Later in the fabulous decade, burn rate enjoyed a revival in honor of the enormous brood of Internet fledglings, which also were notable for their total lack of earnings. And, indeed, Barron's did investors a great service by periodically publishing a roundup showing the remarkable progress being made by the online outfits in emptying out their coffers.
Imagine then how surprised and thrilled we were to hear that now grown-dusty-from-disuse phrase trip lightly from the lips of Defense Secretary Donald Rumsfeld on several different recent occasions and in several disparate venues-at a Senate hearing, for one, and on TV, for another. Each time, he invoked burn rate to describe the cost of the occupation of Iraq (which, for the insatiably curious, comes to $4 billion a month, or double projections of a scant few months ago).
In the interests of full disclosure, we confess that we're a confirmed admirer of Mr. Rumsfeld's way with words; he is not, like his boss, a master of malapropism, but a skilled smithy of euphemisms that enable him to deftly soften language's hard and discomforting edges. Our all-time favorite is his characterization of the tumult that followed on the end of the formal fighting in Iraq as "untidy."
Admittedly, burn rate is not typically Rumsfeldian in that it's actually much more graphic than its pedestrian equivalents like "tab" or "drain" or, of course, "cost." And while reluctant to indulge in any two-bit psychologizing (out of principle and also lest Mr.

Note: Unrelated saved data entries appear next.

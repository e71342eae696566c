//! First-credit deduplication across repeat attempts of the same test.
//!
//! Lifetime totals count the learner's *first-ever* answer to each question;
//! re-attempting a test must not inflate `questions_answered` or
//! retroactively fix `correct_answers`. The [`CreditPolicy`] toggle exists
//! because that second half is debatable: under the default policy a
//! question answered wrong once and right later never raises the lifetime
//! correct count.

use std::collections::HashSet;

use serde::{Deserialize, Serialize};

use crate::model::{Attempt, PracticeTest};
use crate::scoring::{self, Evaluation};

/// Which answers may still earn lifetime credit after re-attempts.
#[derive(Debug, Clone, Copy, PartialEq, Eq, Default, Serialize, Deserialize)]
#[serde(rename_all = "snake_case")]
pub enum CreditPolicy {
    /// The first-ever answer to a question is the only one that counts,
    /// correct or not.
    #[default]
    FirstAnswerOnly,
    /// Additionally credits `correct_answers` (never `questions_answered`)
    /// when a question previously answered only incorrectly is now answered
    /// correctly.
    RecreditCorrections,
}

/// Question ids already credited by earlier completed attempts on one test.
#[derive(Debug, Clone, Default)]
pub struct CreditLedger {
    answered: HashSet<String>,
    correct: HashSet<String>,
}

/// Net-new lifetime credit contributed by the current attempt.
#[derive(Debug, Clone, Default)]
pub struct NetCredit {
    pub answered: u32,
    pub correct: u32,
    /// Question ids whose first credit lands with this attempt.
    pub credited_ids: HashSet<String>,
}

impl CreditLedger {
    /// Union every answered question id (non-null selection, correct or not)
    /// across the learner's other completed attempts on the same test.
    pub fn from_prior_attempts(test: &PracticeTest, priors: &[Attempt]) -> Self {
        let mut ledger = Self::default();
        for prior in priors.iter().filter(|a| a.completed) {
            let evaluation = scoring::evaluate(test, prior);
            ledger.answered.extend(evaluation.answered_ids);
            ledger.correct.extend(evaluation.correct_ids);
        }
        ledger
    }

    pub fn previously_answered(&self, question_id: &str) -> bool {
        self.answered.contains(question_id)
    }

    /// Count only questions not already credited by earlier attempts.
    pub fn net_credit(&self, evaluation: &Evaluation, policy: CreditPolicy) -> NetCredit {
        let credited_ids: HashSet<String> = evaluation
            .answered_ids
            .difference(&self.answered)
            .cloned()
            .collect();

        let mut correct = credited_ids
            .iter()
            .filter(|id| evaluation.correct_ids.contains(id.as_str()))
            .count() as u32;

        if policy == CreditPolicy::RecreditCorrections {
            // Questions already counted as answered, never yet correct,
            // answered correctly now. They add to correct only, so the
            // answered >= correct invariant is preserved.
            correct += evaluation
                .correct_ids
                .iter()
                .filter(|id| {
                    self.answered.contains(id.as_str()) && !self.correct.contains(id.as_str())
                })
                .count() as u32;
        }

        NetCredit {
            answered: credited_ids.len() as u32,
            correct,
            credited_ids,
        }
    }
}

#[cfg(test)]
mod tests {
    use super::*;
    use crate::model::{Attempt, Difficulty, Question, UserAnswer};
    use std::collections::HashMap;

    fn make_test() -> PracticeTest {
        let questions = (0..4)
            .map(|i| Question {
                id: format!("q{i}"),
                text: format!("Question {i}"),
                options: vec!["a".into(), "b".into()],
                correct_option: Some(0),
                explanation: String::new(),
                subject: "Polity".into(),
                topic: "Constitution".into(),
                difficulty: Difficulty::Easy,
            })
            .collect();
        PracticeTest {
            id: "t1".into(),
            name: "Fixture".into(),
            questions,
            time_limit_minutes: 10,
            negative_marking: false,
            negative_marking_value: 0.25,
        }
    }

    fn attempt_with(selections: &[(&str, Option<usize>)], completed: bool) -> Attempt {
        let mut attempt = Attempt::started("t1");
        attempt.answers = selections
            .iter()
            .map(|(id, selected)| {
                (
                    id.to_string(),
                    UserAnswer {
                        question_id: id.to_string(),
                        selected_option: *selected,
                        time_spent_secs: 10,
                        status: Default::default(),
                    },
                )
            })
            .collect::<HashMap<_, _>>();
        attempt.completed = completed;
        attempt
    }

    #[test]
    fn no_history_net_equals_gross() {
        let test = make_test();
        let current = attempt_with(&[("q0", Some(0)), ("q1", Some(1))], true);
        let evaluation = scoring::evaluate(&test, &current);

        let ledger = CreditLedger::from_prior_attempts(&test, &[]);
        let net = ledger.net_credit(&evaluation, CreditPolicy::FirstAnswerOnly);
        assert_eq!(net.answered, evaluation.answered);
        assert_eq!(net.correct, evaluation.correct);
    }

    #[test]
    fn repeat_of_answered_questions_nets_zero() {
        let test = make_test();
        // First attempt answered q0 (right) and q1 (wrong).
        let prior = attempt_with(&[("q0", Some(0)), ("q1", Some(1))], true);
        // Second attempt re-answers the same two questions, both right.
        let current = attempt_with(&[("q0", Some(0)), ("q1", Some(0))], true);
        let evaluation = scoring::evaluate(&test, &current);

        let ledger = CreditLedger::from_prior_attempts(&test, &[prior]);
        let net = ledger.net_credit(&evaluation, CreditPolicy::FirstAnswerOnly);
        assert_eq!(net.answered, 0);
        assert_eq!(net.correct, 0);
        assert!(net.credited_ids.is_empty());
    }

    #[test]
    fn incorrect_prior_answer_blocks_later_credit_by_default() {
        let test = make_test();
        let prior = attempt_with(&[("q0", Some(1))], true); // wrong
        let current = attempt_with(&[("q0", Some(0))], true); // now right
        let evaluation = scoring::evaluate(&test, &current);

        let ledger = CreditLedger::from_prior_attempts(&test, &[prior]);
        let net = ledger.net_credit(&evaluation, CreditPolicy::FirstAnswerOnly);
        assert_eq!(net.answered, 0);
        assert_eq!(net.correct, 0);
    }

    #[test]
    fn recredit_policy_credits_later_correction() {
        let test = make_test();
        let prior = attempt_with(&[("q0", Some(1))], true); // wrong
        let current = attempt_with(&[("q0", Some(0)), ("q2", Some(0))], true);
        let evaluation = scoring::evaluate(&test, &current);

        let ledger = CreditLedger::from_prior_attempts(&test, &[prior]);
        let net = ledger.net_credit(&evaluation, CreditPolicy::RecreditCorrections);
        // q2 is net-new (answered + correct); q0's correction adds one more
        // correct without touching answered.
        assert_eq!(net.answered, 1);
        assert_eq!(net.correct, 2);
    }

    #[test]
    fn recredit_ignores_questions_already_correct() {
        let test = make_test();
        let prior = attempt_with(&[("q0", Some(0))], true); // already right
        let current = attempt_with(&[("q0", Some(0))], true);
        let evaluation = scoring::evaluate(&test, &current);

        let ledger = CreditLedger::from_prior_attempts(&test, &[prior]);
        let net = ledger.net_credit(&evaluation, CreditPolicy::RecreditCorrections);
        assert_eq!(net.answered, 0);
        assert_eq!(net.correct, 0);
    }

    #[test]
    fn unattempted_prior_entries_do_not_block_credit() {
        let test = make_test();
        // q1 appears in the prior attempt but was never actually answered.
        let prior = attempt_with(&[("q1", None)], true);
        let current = attempt_with(&[("q1", Some(0))], true);
        let evaluation = scoring::evaluate(&test, &current);

        let ledger = CreditLedger::from_prior_attempts(&test, &[prior]);
        assert!(!ledger.previously_answered("q1"));
        let net = ledger.net_credit(&evaluation, CreditPolicy::FirstAnswerOnly);
        assert_eq!(net.answered, 1);
        assert_eq!(net.correct, 1);
    }

    #[test]
    fn incomplete_priors_are_ignored() {
        let test = make_test();
        let prior = attempt_with(&[("q0", Some(0))], false);
        let ledger = CreditLedger::from_prior_attempts(&test, &[prior]);
        assert!(!ledger.previously_answered("q0"));
    }
}
//! Core data model types for examtrack.
//!
//! These are the fundamental types the whole engine operates on: questions,
//! test definitions, per-question answers, attempts, and the learner's
//! cumulative statistics.

use std::collections::{BTreeMap, HashMap};
use std::fmt;
use std::str::FromStr;

use chrono::{DateTime, NaiveDate, Utc};
use serde::{Deserialize, Serialize};

/// Difficulty of a single question.
#[derive(Debug, Clone, Copy, PartialEq, Eq, Hash, Serialize, Deserialize)]
#[serde(rename_all = "lowercase")]
pub enum Difficulty {
    Easy,
    Medium,
    Hard,
}

impl fmt::Display for Difficulty {
    fn fmt(&self, f: &mut fmt::Formatter<'_>) -> fmt::Result {
        match self {
            Difficulty::Easy => write!(f, "easy"),
            Difficulty::Medium => write!(f, "medium"),
            Difficulty::Hard => write!(f, "hard"),
        }
    }
}

impl FromStr for Difficulty {
    type Err = String;

    fn from_str(s: &str) -> Result<Self, Self::Err> {
        match s.to_lowercase().as_str() {
            "easy" => Ok(Difficulty::Easy),
            "medium" => Ok(Difficulty::Medium),
            "hard" => Ok(Difficulty::Hard),
            other => Err(format!("unknown difficulty: {other}")),
        }
    }
}

/// How the learner left a question when the attempt was submitted.
#[derive(Debug, Clone, Copy, PartialEq, Eq, Default, Serialize, Deserialize)]
#[serde(rename_all = "snake_case")]
pub enum AnswerStatus {
    #[default]
    Unattempted,
    Answered,
    Bookmarked,
    MarkedForReview,
}

/// A single multiple-choice question. Immutable once created; owned by the
/// question bank.
#[derive(Debug, Clone, Serialize, Deserialize)]
pub struct Question {
    /// Opaque stable identifier.
    pub id: String,
    /// The question text.
    pub text: String,
    /// Answer options, in display order.
    #[serde(default)]
    pub options: Vec<String>,
    /// Index into `options`; `None` means no answer key was recorded, which
    /// never counts as correct.
    #[serde(default)]
    pub correct_option: Option<usize>,
    /// Shown after the attempt is scored.
    #[serde(default)]
    pub explanation: String,
    pub subject: String,
    pub topic: String,
    #[serde(default = "default_difficulty")]
    pub difficulty: Difficulty,
}

fn default_difficulty() -> Difficulty {
    Difficulty::Medium
}

/// A test definition: an ordered question list plus its marking policy.
#[derive(Debug, Clone, Serialize, Deserialize)]
pub struct PracticeTest {
    pub id: String,
    pub name: String,
    /// Ordered; subject grouping and scoring iterate in this order.
    #[serde(default)]
    pub questions: Vec<Question>,
    pub time_limit_minutes: u32,
    /// When enabled, each wrong answer deducts `negative_marking_value`.
    #[serde(default)]
    pub negative_marking: bool,
    /// Fraction deducted per wrong answer.
    #[serde(default = "default_negative_marking_value")]
    pub negative_marking_value: f64,
}

fn default_negative_marking_value() -> f64 {
    0.25
}

impl PracticeTest {
    pub fn question_by_id(&self, id: &str) -> Option<&Question> {
        self.questions.iter().find(|q| q.id == id)
    }
}

/// The learner's answer to one question within an attempt.
#[derive(Debug, Clone, Serialize, Deserialize)]
pub struct UserAnswer {
    pub question_id: String,
    /// `None` means the question was left unattempted.
    #[serde(default)]
    pub selected_option: Option<usize>,
    #[serde(default)]
    pub time_spent_secs: u32,
    #[serde(default)]
    pub status: AnswerStatus,
}

impl UserAnswer {
    pub fn is_answered(&self) -> bool {
        self.selected_option.is_some()
    }
}

/// One learner's run through a test's questions.
///
/// Created when a test is started, mutated while answering, and finalized
/// (`completed = true`, answers frozen) exactly once at submission. After
/// finalization the only permitted mutation is the cosmetic `custom_name`.
#[derive(Debug, Clone, Serialize, Deserialize)]
pub struct Attempt {
    pub id: String,
    pub test_id: String,
    pub started_at: DateTime<Utc>,
    #[serde(default)]
    pub finished_at: Option<DateTime<Utc>>,
    /// Keyed by question id. Keys must belong to the test's question set;
    /// entries that don't are dropped with a warning at scoring time.
    #[serde(default)]
    pub answers: HashMap<String, UserAnswer>,
    #[serde(default)]
    pub completed: bool,
    #[serde(default)]
    pub custom_name: Option<String>,
}

impl Attempt {
    /// A fresh, empty attempt at the given test.
    pub fn started(test_id: &str) -> Self {
        Self {
            id: uuid::Uuid::new_v4().to_string(),
            test_id: test_id.to_string(),
            started_at: Utc::now(),
            finished_at: None,
            answers: HashMap::new(),
            completed: false,
            custom_name: None,
        }
    }
}

/// The learner's cumulative statistics. Exactly one instance exists per
/// store; mutated only through [`crate::results::StatsDelta`] application.
///
/// Invariants: `questions_answered >= correct_answers`, and a given
/// (test id, question id) pair contributes to the counters at most once
/// across all completed attempts (the first-credit rule, see
/// [`crate::dedup`]).
#[derive(Debug, Clone, Default, PartialEq, Serialize, Deserialize)]
pub struct UserStats {
    pub questions_answered: u64,
    pub correct_answers: u64,
    pub current_streak: u32,
    pub longest_streak: u32,
    #[serde(default)]
    pub last_practice_date: Option<NaiveDate>,
    #[serde(default)]
    pub subjects: BTreeMap<String, SubjectPerformance>,
}

/// Lifetime accuracy for one subject.
#[derive(Debug, Clone, PartialEq, Serialize, Deserialize)]
pub struct SubjectPerformance {
    pub subject: String,
    pub total_questions: u64,
    pub correct_answers: u64,
    /// Derived: `correct_answers / total_questions`, 0 when total is 0.
    /// Recomputed on every delta, never stored stale.
    pub accuracy: f64,
}

impl SubjectPerformance {
    pub fn new(subject: &str) -> Self {
        Self {
            subject: subject.to_string(),
            total_questions: 0,
            correct_answers: 0,
            accuracy: 0.0,
        }
    }
}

Rumsfeld, a kindly sort but given to fits of grumpiness, sic some of those tough eggs from Special Forces on us), we nonetheless can't help but find his "burn rate" reference to our expenditures in Iraq intriguing, possibly even revelatory.
But Freud, schmeud, we think it's a neat piece of linguistic transplantation. Any day now, we expect Mr. Rumsfeld to bring some welcome perspective to Iraq by dipping into Street lingo to depict what we've been experiencing in that star-crossed country as a "technical correction," pretty much to be expected after such a smashing advance. Or, to describe the capture of a fresh bunch of those wild-eyed, bearded Taliban-type fundamentalists as "prophet-taking." Or, to refer to the nasty animosity of some of those ingrates we liberated from Saddam's chokehold as "negative goodwill."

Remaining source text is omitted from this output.